A new document alleges that a powerful Russian, and not President Trump, may have reimbursed attorney Michael Cohen for his payment to porn actress Stormy Daniels.
AP
A new document alleges that a powerful Russian, and not President Trump, may have reimbursed attorney Michael Cohen for his payment to porn actress Stormy Daniels.

Updated at 4:24 p.m.

An explosive document released Tuesday by an attorney suing President Trump and his personal lawyer could be the most important public evidence in the Russia imbroglio since Donald Trump Jr. released his emails last year.

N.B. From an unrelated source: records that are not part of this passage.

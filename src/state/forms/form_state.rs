//! Contact form state: the name field, the email rows and keyboard focus

use super::email_rows::{EmailRows, EntryId};
use super::field::FormField;
use crate::validation::ValidationReport;

/// Where keyboard input goes
#[derive(Debug, Clone, Copy, PartialEq, Eq, Default)]
pub enum Focus {
    #[default]
    Name,
    Email(EntryId),
    /// The row of action buttons below the fields
    Buttons,
}

/// Buttons below the fields, in display order
#[derive(Debug, Clone, Copy, PartialEq, Eq, Default)]
pub enum FormButton {
    AddEmail,
    #[default]
    Validate,
}

impl FormButton {
    pub const ALL: [FormButton; 2] = [FormButton::AddEmail, FormButton::Validate];

    pub fn label(&self) -> &'static str {
        match self {
            Self::AddEmail => "Add Email",
            Self::Validate => "Validate",
        }
    }

    pub fn toggle(&self) -> Self {
        match self {
            Self::AddEmail => Self::Validate,
            Self::Validate => Self::AddEmail,
        }
    }
}

/// The single contact form
#[derive(Debug, Clone)]
pub struct ContactForm {
    pub name: FormField,
    pub emails: EmailRows,
    pub focus: Focus,
    pub selected_button: FormButton,
}

impl ContactForm {
    pub fn new() -> Self {
        Self::with_rows(EmailRows::new())
    }

    pub fn with_rows(emails: EmailRows) -> Self {
        Self {
            name: FormField::text("Name", "Type your name here..."),
            emails,
            focus: Focus::Name,
            selected_button: FormButton::default(),
        }
    }

    /// Move focus forward: name, rows in order, buttons, then back to name
    pub fn next_field(&mut self) {
        self.focus = match self.focus {
            Focus::Name => self
                .emails
                .first_id()
                .map_or(Focus::Buttons, Focus::Email),
            Focus::Email(id) => self
                .emails
                .next_id_after(id)
                .map_or(Focus::Buttons, Focus::Email),
            Focus::Buttons => Focus::Name,
        };
    }

    /// Move focus backward, wrapping from name to the buttons
    pub fn prev_field(&mut self) {
        self.focus = match self.focus {
            Focus::Name => Focus::Buttons,
            Focus::Email(id) => self
                .emails
                .prev_id_before(id)
                .map_or(Focus::Name, Focus::Email),
            Focus::Buttons => self.emails.last_id().map_or(Focus::Name, Focus::Email),
        };
    }

    /// Focus the row `id`; unknown ids leave focus where it is
    pub fn focus_email(&mut self, id: EntryId) {
        if self.emails.contains(id) {
            self.focus = Focus::Email(id);
        }
    }

    /// The row under focus, if any
    pub fn focused_email(&self) -> Option<EntryId> {
        match self.focus {
            Focus::Email(id) => Some(id),
            _ => None,
        }
    }

    pub fn is_buttons_row_active(&self) -> bool {
        self.focus == Focus::Buttons
    }

    /// The text field receiving keystrokes (None on the buttons row)
    pub fn active_field_mut(&mut self) -> Option<&mut FormField> {
        match self.focus {
            Focus::Name => Some(&mut self.name),
            Focus::Email(id) => self.emails.get_mut(id).map(|entry| &mut entry.field),
            Focus::Buttons => None,
        }
    }

    /// Pick the focus target after row `removed` disappeared.
    ///
    /// `neighbours` are the rows that were displayed before and after it.
    pub fn refocus_after_removal(
        &mut self,
        removed: EntryId,
        neighbours: (Option<EntryId>, Option<EntryId>),
    ) {
        if self.focus != Focus::Email(removed) {
            return;
        }
        let (prev, next) = neighbours;
        self.focus = prev.or(next).map_or(Focus::Name, Focus::Email);
    }

    /// Write every slot of `report` into the matching field.
    ///
    /// Rows the report mentions but the form no longer has are skipped.
    pub fn annotate(&mut self, report: &ValidationReport) {
        self.name.annotate(report.name_error.as_deref());
        for (id, error) in &report.email_errors {
            if let Some(entry) = self.emails.get_mut(*id) {
                entry.field.annotate(error.as_deref());
            }
        }
    }
}

impl Default for ContactForm {
    fn default() -> Self {
        Self::new()
    }
}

The "executive summary" of material compiled by investigators working for lawyer Michael Avenatti ties together two threads that had previously appeared separate: Trump's confirmed payment to porn actress Stormy Daniels to buy her silence and the alleged ties between Trump world and powerful Russians.

Avenatti contends those two stories are connected.

Trump's attorney, Michael Cohen, has acknowledged paying Daniels $130,000 just before Election Day in 2016 to keep her quiet about a sexual relationship she says she had with Trump a decade before. Trump said he reimbursed Cohen. But Avenatti now suggests the reimbursement actually may have come from Russian energy baron Viktor Vekselberg.

How precisely Avenatti knows this isn't yet clear — the supporting materials for his "executive summary" aren't public and may not themselves be public documents, raising questions about whether someone in the Treasury Department or elsewhere in officialdom may have given them to him.

The Treasury Department's inspector general's office said on Wednesday it is looking into whether anyone within that agency may have been involved.

White House press secretary Sarah Sanders declined to address the Cohen payments on Wednesday. She said the White House briefing room was not an appropriate venue and referred questions to Trump's personal lawyers, who have so far not spoken publicly about the money trail.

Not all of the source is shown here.